> **What you have to do**
Scan the records for the word "take". Return each line where it is found.

[[ Excerpted records open ]]

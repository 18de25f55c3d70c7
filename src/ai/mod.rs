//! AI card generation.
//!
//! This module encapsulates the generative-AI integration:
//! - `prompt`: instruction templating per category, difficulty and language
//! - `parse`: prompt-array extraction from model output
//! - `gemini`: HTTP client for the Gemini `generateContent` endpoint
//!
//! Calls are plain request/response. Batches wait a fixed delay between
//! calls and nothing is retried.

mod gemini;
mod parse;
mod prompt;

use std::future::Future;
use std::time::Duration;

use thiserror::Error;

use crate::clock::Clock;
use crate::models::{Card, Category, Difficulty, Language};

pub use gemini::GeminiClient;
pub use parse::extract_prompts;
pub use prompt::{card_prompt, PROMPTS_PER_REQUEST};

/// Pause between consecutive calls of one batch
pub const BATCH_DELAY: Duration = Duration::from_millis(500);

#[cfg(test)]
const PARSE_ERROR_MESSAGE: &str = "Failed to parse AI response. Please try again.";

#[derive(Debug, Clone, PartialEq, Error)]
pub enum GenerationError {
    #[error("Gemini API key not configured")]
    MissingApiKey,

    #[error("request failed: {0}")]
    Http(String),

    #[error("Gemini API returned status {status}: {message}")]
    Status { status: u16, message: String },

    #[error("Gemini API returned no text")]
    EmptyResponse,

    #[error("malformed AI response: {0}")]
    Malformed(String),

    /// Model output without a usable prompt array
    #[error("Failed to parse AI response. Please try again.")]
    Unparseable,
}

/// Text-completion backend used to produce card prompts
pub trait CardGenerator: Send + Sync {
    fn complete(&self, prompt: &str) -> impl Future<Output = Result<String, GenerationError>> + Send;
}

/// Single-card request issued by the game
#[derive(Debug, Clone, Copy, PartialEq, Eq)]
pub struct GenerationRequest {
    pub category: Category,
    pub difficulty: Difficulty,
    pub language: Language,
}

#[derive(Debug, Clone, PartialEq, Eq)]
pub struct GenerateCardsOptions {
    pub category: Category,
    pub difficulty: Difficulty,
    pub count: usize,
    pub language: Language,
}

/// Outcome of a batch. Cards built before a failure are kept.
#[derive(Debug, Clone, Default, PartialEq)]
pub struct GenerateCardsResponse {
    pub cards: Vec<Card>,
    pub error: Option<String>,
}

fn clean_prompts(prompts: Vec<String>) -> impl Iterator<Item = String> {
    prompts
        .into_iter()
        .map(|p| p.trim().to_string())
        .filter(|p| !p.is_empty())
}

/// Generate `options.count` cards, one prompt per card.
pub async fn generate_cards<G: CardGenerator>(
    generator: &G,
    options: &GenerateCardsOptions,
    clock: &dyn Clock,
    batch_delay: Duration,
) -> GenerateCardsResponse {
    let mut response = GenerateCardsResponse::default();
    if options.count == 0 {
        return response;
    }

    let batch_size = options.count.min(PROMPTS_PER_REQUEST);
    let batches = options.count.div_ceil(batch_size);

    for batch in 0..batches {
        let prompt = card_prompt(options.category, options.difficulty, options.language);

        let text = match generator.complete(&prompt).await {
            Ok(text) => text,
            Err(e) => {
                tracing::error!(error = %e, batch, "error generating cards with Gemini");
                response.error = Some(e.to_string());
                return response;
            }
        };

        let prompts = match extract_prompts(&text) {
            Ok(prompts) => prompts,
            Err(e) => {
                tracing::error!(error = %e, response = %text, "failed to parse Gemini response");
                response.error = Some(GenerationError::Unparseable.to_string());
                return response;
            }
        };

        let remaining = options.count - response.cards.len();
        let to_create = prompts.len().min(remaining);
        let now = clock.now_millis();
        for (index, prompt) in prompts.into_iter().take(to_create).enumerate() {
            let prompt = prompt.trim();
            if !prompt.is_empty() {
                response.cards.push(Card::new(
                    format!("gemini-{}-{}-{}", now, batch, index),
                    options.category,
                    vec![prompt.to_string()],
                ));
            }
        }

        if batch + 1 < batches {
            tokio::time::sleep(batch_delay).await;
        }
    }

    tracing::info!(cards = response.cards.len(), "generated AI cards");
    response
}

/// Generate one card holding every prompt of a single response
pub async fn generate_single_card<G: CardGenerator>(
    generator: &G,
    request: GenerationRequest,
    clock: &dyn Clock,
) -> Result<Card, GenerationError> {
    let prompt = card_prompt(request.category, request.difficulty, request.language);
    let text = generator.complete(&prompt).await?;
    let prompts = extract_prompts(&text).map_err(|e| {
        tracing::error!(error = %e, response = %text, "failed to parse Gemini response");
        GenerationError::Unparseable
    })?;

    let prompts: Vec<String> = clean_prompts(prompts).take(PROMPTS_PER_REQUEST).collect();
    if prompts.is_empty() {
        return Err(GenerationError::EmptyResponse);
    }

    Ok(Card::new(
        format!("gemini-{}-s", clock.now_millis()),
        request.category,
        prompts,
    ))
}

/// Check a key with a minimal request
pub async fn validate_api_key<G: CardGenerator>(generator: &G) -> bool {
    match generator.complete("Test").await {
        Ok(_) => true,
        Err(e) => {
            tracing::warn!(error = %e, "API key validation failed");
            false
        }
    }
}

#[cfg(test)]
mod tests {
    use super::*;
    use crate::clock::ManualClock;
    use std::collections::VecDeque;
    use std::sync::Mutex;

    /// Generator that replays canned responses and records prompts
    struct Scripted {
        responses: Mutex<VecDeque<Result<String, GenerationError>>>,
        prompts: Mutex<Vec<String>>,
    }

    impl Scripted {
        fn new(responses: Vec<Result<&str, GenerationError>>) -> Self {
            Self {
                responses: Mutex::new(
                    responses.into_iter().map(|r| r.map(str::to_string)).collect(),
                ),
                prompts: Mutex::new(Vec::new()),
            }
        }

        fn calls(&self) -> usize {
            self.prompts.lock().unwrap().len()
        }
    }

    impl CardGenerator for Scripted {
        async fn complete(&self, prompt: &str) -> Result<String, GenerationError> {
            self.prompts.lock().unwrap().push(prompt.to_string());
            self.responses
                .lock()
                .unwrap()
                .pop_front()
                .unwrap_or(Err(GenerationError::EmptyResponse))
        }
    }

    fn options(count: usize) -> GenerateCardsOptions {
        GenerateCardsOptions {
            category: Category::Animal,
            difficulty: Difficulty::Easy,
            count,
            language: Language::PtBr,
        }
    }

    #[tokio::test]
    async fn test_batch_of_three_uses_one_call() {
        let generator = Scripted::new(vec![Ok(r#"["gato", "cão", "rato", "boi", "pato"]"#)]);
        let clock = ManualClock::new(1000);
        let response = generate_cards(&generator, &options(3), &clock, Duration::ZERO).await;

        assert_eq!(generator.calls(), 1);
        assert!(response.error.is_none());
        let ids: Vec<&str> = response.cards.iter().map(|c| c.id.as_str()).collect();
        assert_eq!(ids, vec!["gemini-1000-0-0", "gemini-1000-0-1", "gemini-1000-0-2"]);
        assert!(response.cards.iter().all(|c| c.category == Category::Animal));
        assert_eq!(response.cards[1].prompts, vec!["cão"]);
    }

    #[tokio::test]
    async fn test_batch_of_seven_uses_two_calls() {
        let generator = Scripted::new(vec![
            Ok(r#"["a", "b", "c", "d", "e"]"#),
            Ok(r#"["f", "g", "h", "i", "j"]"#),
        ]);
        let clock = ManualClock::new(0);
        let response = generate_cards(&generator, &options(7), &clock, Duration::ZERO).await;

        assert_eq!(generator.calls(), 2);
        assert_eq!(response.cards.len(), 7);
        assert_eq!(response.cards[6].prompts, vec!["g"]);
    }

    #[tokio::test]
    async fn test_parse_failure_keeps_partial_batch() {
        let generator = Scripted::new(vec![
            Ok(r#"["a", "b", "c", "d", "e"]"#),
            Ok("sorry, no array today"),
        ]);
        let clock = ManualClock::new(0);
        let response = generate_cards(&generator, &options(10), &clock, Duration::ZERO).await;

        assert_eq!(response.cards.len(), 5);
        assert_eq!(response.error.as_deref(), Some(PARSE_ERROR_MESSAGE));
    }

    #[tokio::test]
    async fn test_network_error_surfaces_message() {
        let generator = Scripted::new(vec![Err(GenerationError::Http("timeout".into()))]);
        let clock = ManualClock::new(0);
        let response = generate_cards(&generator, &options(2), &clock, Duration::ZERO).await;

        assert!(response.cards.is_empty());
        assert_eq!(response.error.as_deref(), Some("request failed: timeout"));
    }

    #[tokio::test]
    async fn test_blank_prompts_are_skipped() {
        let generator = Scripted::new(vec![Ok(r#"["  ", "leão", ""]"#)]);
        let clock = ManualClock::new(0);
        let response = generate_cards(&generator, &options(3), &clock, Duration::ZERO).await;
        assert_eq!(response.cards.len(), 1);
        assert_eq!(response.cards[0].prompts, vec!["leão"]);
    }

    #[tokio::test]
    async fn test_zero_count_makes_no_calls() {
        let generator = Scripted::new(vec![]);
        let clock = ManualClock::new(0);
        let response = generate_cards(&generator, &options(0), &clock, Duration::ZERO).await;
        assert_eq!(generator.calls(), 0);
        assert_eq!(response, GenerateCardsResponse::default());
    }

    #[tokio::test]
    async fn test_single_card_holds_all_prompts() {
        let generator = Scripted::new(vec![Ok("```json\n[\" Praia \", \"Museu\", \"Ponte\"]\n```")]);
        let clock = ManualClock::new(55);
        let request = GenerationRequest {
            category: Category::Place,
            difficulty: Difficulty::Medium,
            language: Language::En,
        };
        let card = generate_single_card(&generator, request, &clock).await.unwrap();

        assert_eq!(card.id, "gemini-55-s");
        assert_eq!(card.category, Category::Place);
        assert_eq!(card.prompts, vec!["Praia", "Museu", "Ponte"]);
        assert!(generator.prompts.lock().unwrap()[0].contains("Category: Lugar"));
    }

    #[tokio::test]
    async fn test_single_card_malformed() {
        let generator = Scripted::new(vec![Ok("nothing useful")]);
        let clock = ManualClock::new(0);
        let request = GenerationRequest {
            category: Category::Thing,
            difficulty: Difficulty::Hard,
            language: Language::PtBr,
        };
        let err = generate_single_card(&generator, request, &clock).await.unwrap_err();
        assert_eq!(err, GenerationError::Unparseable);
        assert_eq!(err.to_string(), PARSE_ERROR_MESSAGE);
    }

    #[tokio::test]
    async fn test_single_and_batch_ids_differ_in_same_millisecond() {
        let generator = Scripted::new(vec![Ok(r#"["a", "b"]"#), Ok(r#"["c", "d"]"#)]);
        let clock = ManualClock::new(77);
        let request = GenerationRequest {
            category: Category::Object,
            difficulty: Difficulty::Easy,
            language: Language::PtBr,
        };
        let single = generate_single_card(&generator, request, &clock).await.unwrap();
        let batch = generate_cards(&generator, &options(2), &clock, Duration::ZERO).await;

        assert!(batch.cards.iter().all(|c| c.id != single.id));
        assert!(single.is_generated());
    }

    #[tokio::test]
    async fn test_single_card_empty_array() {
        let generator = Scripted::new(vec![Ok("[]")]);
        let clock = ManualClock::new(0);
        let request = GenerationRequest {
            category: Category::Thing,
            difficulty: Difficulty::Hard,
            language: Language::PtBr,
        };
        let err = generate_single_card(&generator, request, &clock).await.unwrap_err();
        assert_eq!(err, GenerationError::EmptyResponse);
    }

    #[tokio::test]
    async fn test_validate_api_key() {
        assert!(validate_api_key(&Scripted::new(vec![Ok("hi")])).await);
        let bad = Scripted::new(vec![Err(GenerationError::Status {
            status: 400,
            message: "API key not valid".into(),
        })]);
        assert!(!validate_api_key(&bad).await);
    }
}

[[ Excerpted records closed ]]

> **Solution to the problem**
        for (index, prompt) in prompts.into_iter().take(to_create).enumerate() {
    let prompts: Vec<String> = clean_prompts(prompts).take(PROMPTS_PER_REQUEST).collect();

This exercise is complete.